EXERCISE AIM.
Could you filter the records below and keep only the lines with the word "SynthesizedAudio"?
↓
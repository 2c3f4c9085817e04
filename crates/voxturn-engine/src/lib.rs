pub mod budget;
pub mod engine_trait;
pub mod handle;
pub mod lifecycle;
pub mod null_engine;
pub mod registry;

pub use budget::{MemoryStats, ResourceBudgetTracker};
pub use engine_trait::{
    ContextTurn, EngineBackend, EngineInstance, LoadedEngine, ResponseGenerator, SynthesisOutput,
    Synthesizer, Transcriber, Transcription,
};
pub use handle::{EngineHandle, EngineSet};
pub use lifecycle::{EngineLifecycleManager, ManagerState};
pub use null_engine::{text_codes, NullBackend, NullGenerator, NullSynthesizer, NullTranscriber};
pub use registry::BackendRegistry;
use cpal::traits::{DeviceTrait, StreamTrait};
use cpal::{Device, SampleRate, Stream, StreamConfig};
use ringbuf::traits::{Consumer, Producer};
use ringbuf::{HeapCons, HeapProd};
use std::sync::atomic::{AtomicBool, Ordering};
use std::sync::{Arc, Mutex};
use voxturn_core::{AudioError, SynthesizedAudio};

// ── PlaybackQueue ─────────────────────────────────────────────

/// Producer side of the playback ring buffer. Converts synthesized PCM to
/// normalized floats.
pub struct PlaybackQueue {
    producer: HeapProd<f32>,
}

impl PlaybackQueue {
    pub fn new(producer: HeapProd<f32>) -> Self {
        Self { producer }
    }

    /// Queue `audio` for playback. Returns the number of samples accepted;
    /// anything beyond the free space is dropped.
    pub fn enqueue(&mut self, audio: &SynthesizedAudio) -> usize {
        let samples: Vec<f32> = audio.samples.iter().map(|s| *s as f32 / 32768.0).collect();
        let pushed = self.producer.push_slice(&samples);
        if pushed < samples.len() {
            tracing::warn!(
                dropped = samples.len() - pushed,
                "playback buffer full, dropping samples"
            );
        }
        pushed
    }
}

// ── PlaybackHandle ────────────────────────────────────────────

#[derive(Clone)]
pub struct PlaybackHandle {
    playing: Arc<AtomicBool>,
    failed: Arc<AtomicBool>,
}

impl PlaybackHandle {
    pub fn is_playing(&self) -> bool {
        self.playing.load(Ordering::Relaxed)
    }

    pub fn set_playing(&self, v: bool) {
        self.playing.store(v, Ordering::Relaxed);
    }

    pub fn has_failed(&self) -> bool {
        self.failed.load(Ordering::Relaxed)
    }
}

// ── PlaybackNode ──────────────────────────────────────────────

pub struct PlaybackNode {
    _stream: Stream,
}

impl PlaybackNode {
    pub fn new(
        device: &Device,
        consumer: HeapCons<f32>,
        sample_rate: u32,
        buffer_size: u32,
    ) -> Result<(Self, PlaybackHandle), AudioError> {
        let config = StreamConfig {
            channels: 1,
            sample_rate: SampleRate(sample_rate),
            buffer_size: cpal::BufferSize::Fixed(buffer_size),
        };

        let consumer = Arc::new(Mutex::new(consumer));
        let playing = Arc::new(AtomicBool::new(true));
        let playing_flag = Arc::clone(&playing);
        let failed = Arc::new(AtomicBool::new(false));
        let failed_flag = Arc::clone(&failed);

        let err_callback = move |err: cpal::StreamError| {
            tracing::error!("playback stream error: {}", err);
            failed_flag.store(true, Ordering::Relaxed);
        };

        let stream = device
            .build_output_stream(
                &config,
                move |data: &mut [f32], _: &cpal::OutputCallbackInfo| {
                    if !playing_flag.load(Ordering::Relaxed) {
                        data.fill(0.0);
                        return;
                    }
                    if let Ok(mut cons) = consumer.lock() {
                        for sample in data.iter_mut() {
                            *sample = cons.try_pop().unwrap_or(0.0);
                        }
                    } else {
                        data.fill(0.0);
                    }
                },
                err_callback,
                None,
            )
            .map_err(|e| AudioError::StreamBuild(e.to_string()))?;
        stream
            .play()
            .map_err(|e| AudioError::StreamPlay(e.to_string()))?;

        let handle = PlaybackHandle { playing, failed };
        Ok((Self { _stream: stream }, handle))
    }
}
↑
EXPECTED ANSWER.
use voxturn_core::{AudioError, SynthesizedAudio};
    pub fn enqueue(&mut self, audio: &SynthesizedAudio) -> usize {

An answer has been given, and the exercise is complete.